Cilia with different structures and primary cilia in diverse cell types and tissues. (A) Cross section of the 9+0 axonemal structure of the non-motile primary cilium. (B) Cross section of the 9+2 axonemal structure of the motile cilium with the motor molecules. (C) Primary cilia on Madin-Darby canine kidney (MDCK) cells.

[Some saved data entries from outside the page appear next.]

//! Store-assigned product identifiers.
//!
//! An [`ObjectId`] is 12 bytes rendered as 24 lowercase hex characters:
//!
//! ```text
//! | unix seconds (4, BE) | process random (5) | counter (3, BE) |
//! ```
//!
//! Within one process ids are strictly increasing: the counter restarts at
//! zero each second and, if it would overflow, borrows the next second. Ids
//! from different processes interleave by second, then by process bytes, so
//! across processes the order is only approximately creation order.

use std::fmt;
use std::str::FromStr;
use std::sync::{Mutex, OnceLock, PoisonError};
use std::time::{SystemTime, UNIX_EPOCH};

use serde::{Deserialize, Deserializer, Serialize, Serializer};
use uuid::Uuid;

const LEN: usize = 12;

/// Opaque, immutable product identifier.
#[derive(Clone, Copy, Debug, Eq, Hash, Ord, PartialEq, PartialOrd)]
pub struct ObjectId([u8; LEN]);

/// Returned when a string is not 24 hex characters.
#[derive(Debug, Clone, PartialEq, Eq, thiserror::Error)]
#[error("`{0}` is not a 24-character hex object id")]
pub struct InvalidObjectId(pub String);

const COUNTER_MAX: u32 = 0x00ff_ffff;

struct Seed {
    process: [u8; 5],
    clock: Mutex<Clock>,
}

/// Last issued `(seconds, counter)` pair.
#[derive(Clone, Copy, Debug, Default, PartialEq)]
struct Clock {
    secs: u32,
    count: u32,
}

impl Clock {
    /// Advances to the next pair strictly after the current one. A clock
    /// that steps backwards keeps the last second.
    fn tick(&mut self, now: u32) -> Self {
        if now > self.secs {
            *self = Self { secs: now, count: 0 };
        } else if self.count == COUNTER_MAX {
            *self = Self { secs: self.secs.wrapping_add(1), count: 0 };
        } else {
            self.count += 1;
        }
        *self
    }
}

fn seed() -> &'static Seed {
    static SEED: OnceLock<Seed> = OnceLock::new();
    SEED.get_or_init(|| {
        let random = Uuid::new_v4();
        let b = random.as_bytes();
        Seed {
            process: [b[0], b[1], b[2], b[3], b[4]],
            clock: Mutex::new(Clock::default()),
        }
    })
}

impl ObjectId {
    /// Generates a fresh id, greater than every id this process issued
    /// before it and very likely unique across processes.
    pub fn new() -> Self {
        let seed = seed();
        let now = SystemTime::now()
            .duration_since(UNIX_EPOCH)
            .map(|d| d.as_secs() as u32)
            .unwrap_or_default();
        let Clock { secs, count } = seed
            .clock
            .lock()
            .unwrap_or_else(PoisonError::into_inner)
            .tick(now);

        let mut bytes = [0u8; LEN];
        bytes[..4].copy_from_slice(&secs.to_be_bytes());
        bytes[4..9].copy_from_slice(&seed.process);
        bytes[9..].copy_from_slice(&count.to_be_bytes()[1..]);
        Self(bytes)
    }

    pub const fn from_bytes(bytes: [u8; LEN]) -> Self {
        Self(bytes)
    }

    pub const fn bytes(&self) -> [u8; LEN] {
        self.0
    }
}

impl Default for ObjectId {
    fn default() -> Self { Self::new() }
}

impl fmt::Display for ObjectId {
    fn fmt(&self, f: &mut fmt::Formatter<'_>) -> fmt::Result {
        for b in self.0 {
            write!(f, "{b:02x}")?;
        }
        Ok(())
    }
}

/// Accepts exactly 24 hex digits, either case.
impl FromStr for ObjectId {
    type Err = InvalidObjectId;

    fn from_str(s: &str) -> Result<Self, Self::Err> {
        let invalid = || InvalidObjectId(s.to_owned());
        if s.len() != LEN * 2 || !s.bytes().all(|c| c.is_ascii_hexdigit()) {
            return Err(invalid());
        }

        let mut bytes = [0u8; LEN];
        for (i, out) in bytes.iter_mut().enumerate() {
            *out = u8::from_str_radix(&s[i * 2..i * 2 + 2], 16).map_err(|_| invalid())?;
        }
        Ok(Self(bytes))
    }
}

impl Serialize for ObjectId {
    fn serialize<S: Serializer>(&self, serializer: S) -> Result<S::Ok, S::Error> {
        serializer.collect_str(self)
    }
}

impl<'de> Deserialize<'de> for ObjectId {
    fn deserialize<D: Deserializer<'de>>(deserializer: D) -> Result<Self, D::Error> {
        let s = String::deserialize(deserializer)?;
        s.parse().map_err(serde::de::Error::custom)
    }
}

Cilia were stained with anti-α tubulin acetylated (red), basal bodies with anti-γ tubulin (green) and nuclei with 4',6-diamidino-2-phenylindole (DAPI). (D) Primary cilia in the ganglionic eminence of a brain at E12.5. Cilia were revealed by anti-adenylyl cyclase III (green), a marker specific for neuronal cilia, and nuclei were stained with DAPI. (E) Primary cilia in the renal tubules of a mouse at P7. Cilia were stained with anti-α tubulin acetylated (red) and dashed lines indicate the shape of the tubules. (F) Primary cilia in the limb bud in a mouse at P0. Cilia (indicated by arrows) were revealed with anti-α tubulin acetylated (red).

Figure 2

A summary of the pathways transduced by the primary cilium. The primary cilium is indicated in yellow with its basis formed by the basal body. In response to fluid flow, Polycystin 1 (PC1) and Polycystin 2 (PC2) are able to control the cell cycle. The platelet-derived growth factor alpha (PDGFα) signaling controls cell cycle and is transduced through the primary cilium. Vangl2 and Inv localize to primary cilia. Vangl2 is important for the planar cell polarity (PCP) pathway. Inv is the molecular switch between the PCP and Wnt pathways. Sonic hedgehog (Shh) signaling acts through Smoothened (Smo) that localizes to the primary cilium.